RAW DATA.
----------------

pub mod get;
pub mod list;

pub use get::{GetChangeRequestError, GetChangeRequestQuery};
pub use list::{ListChangeRequestsError, ListChangeRequestsQuery, ListChangeRequestsResponse};
pub mod get;
pub mod list;

pub use get::{GetControlError, GetControlQuery};
pub use list::{ControlListItem, ListControlsError, ListControlsQuery, ListControlsResponse};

----------------

TASK TO COMPLETE.
Copy each line above where "list" appears.

TASK RESULT.
pub mod list;
pub use list::{ListChangeRequestsError, ListChangeRequestsQuery, ListChangeRequestsResponse};
pub mod list;
pub use list::{ControlListItem, ListControlsError, ListControlsQuery, ListControlsResponse};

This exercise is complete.